What you return must match the records character for character.

Excerpts from a dataset
━━━━━━━━━━━━━━━━

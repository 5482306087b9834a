//! Service configuration loaded from environment variables.

use std::env;

use thiserror::Error;
use triage_events::{BrokerConfig, EventError};

pub const DEFAULT_INDEX: &str = "patient-events";

#[derive(Debug, Error)]
pub enum ConfigError {
    #[error("missing required environment variable: {var}")]
    Missing { var: String },

    #[error("invalid value for {var}: {reason}")]
    Invalid { var: String, reason: String },

    #[error(transparent)]
    Broker(#[from] EventError),
}

/// Indexer configuration.
#[derive(Debug, Clone)]
pub struct Config {
    pub host: String,
    pub port: u16,
    pub rust_log: String,
    pub elasticsearch_url: String,
    pub elasticsearch_index: String,
    pub broker: BrokerConfig,
}

impl Config {
    /// Load from environment variables.
    ///
    /// Required: `PORT`, `ELASTICSEARCH_URL`, the broker variables consumed
    /// by [`BrokerConfig::from_env`], and `KAFKA_GROUP_ID` (the consumer
    /// role cannot run without a group). Optional: `HOST`, `RUST_LOG`,
    /// `ELASTICSEARCH_INDEX` (default "patient-events").
    pub fn from_env() -> Result<Self, ConfigError> {
        let port_raw = env::var("PORT").map_err(|_| ConfigError::Missing {
            var: "PORT".to_string(),
        })?;
        let port: u16 = match port_raw.parse() {
            Ok(p) if p > 0 => p,
            _ => {
                return Err(ConfigError::Invalid {
                    var: "PORT".to_string(),
                    reason: format!("must be a positive integer, got '{port_raw}'"),
                })
            }
        };

        let elasticsearch_url =
            env::var("ELASTICSEARCH_URL").map_err(|_| ConfigError::Missing {
                var: "ELASTICSEARCH_URL".to_string(),
            })?;

        let broker = BrokerConfig::from_env()?;
        if broker.group_id.is_none() {
            return Err(ConfigError::Missing {
                var: "KAFKA_GROUP_ID".to_string(),
            });
        }

        Ok(Self {
            host: env::var("HOST").unwrap_or_else(|_| "0.0.0.0".to_string()),
            port,
            rust_log: env::var("RUST_LOG").unwrap_or_else(|_| "info".to_string()),
            elasticsearch_url: elasticsearch_url.trim_end_matches('/').to_string(),
            elasticsearch_index: env::var("ELASTICSEARCH_INDEX")
                .unwrap_or_else(|_| DEFAULT_INDEX.to_string()),
            broker,
        })
    }

    pub fn bind_addr(&self) -> String {
        format!("{}:{}", self.host, self.port)
    }
}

━━━━━━━━━━━━━━━━

Reply ▸
repository 5482306087b9834a
//! Service configuration loaded from environment variables.

use std::env;

use thiserror::Error;
use triage_events::{BrokerConfig, EventError};

pub const DEFAULT_INDEX: &str = "patient-events";

#[derive(Debug, Error)]
pub enum ConfigError {
    #[error("missing required environment variable: {var}")]
    Missing { var: String },

    #[error("invalid value for {var}: {reason}")]
    Invalid { var: String, reason: String },

    #[error(transparent)]
    Broker(#[from] EventError),
}

/// Indexer configuration.
#[derive(Debug, Clone)]
pub struct Config {
    pub host: String,
    pub port: u16,
    pub rust_log: String,
    pub elasticsearch_url: String,
    pub elasticsearch_index: String,
    pub broker: BrokerConfig,
}

impl Config {
    /// Load from environment variables.
    ///
    /// Required: `PORT`, `ELASTICSEARCH_URL`, the broker variables consumed
    /// by [`BrokerConfig::from_env`], and `KAFKA_GROUP_ID` (the consumer
    /// role cannot run without a group). Optional: `HOST`, `RUST_LOG`,
    /// `ELASTICSEARCH_INDEX` (default "patient-events").
    pub fn from_env() -> Result<Self, ConfigError> {
        let port_raw = env::var("PORT").map_err(|_| ConfigError::Missing {
            var: "PORT".to_string(),
        })?;
        let port: u16 = match port_raw.parse() {
            Ok(p) if p > 0 => p,
            _ => {
                return Err(ConfigError::Invalid {
                    var: "PORT".to_string(),
                    reason: format!("must be a positive integer, got '{port_raw}'"),
                })
            }
        };

        let elasticsearch_url =
            env::var("ELASTICSEARCH_URL").map_err(|_| ConfigError::Missing {
                var: "ELASTICSEARCH_URL".to_string(),
            })?;

        let broker = BrokerConfig::from_env()?;
        if broker.group_id.is_none() {
            return Err(ConfigError::Missing {
                var: "KAFKA_GROUP_ID".to_string(),
            });
        }

        Ok(Self {
            host: env::var("HOST").unwrap_or_else(|_| "0.0.0.0".to_string()),
            port,
            rust_log: env::var("RUST_LOG").unwrap_or_else(|_| "info".to_string()),
            elasticsearch_url: elasticsearch_url.trim_end_matches('/').to_string(),
            elasticsearch_index: env::var("ELASTICSEARCH_INDEX")
                .unwrap_or_else(|_| DEFAULT_INDEX.to_string()),
            broker,
        })
    }

    pub fn bind_addr(&self) -> String {
        format!("{}:{}", self.host, self.port)
    }
}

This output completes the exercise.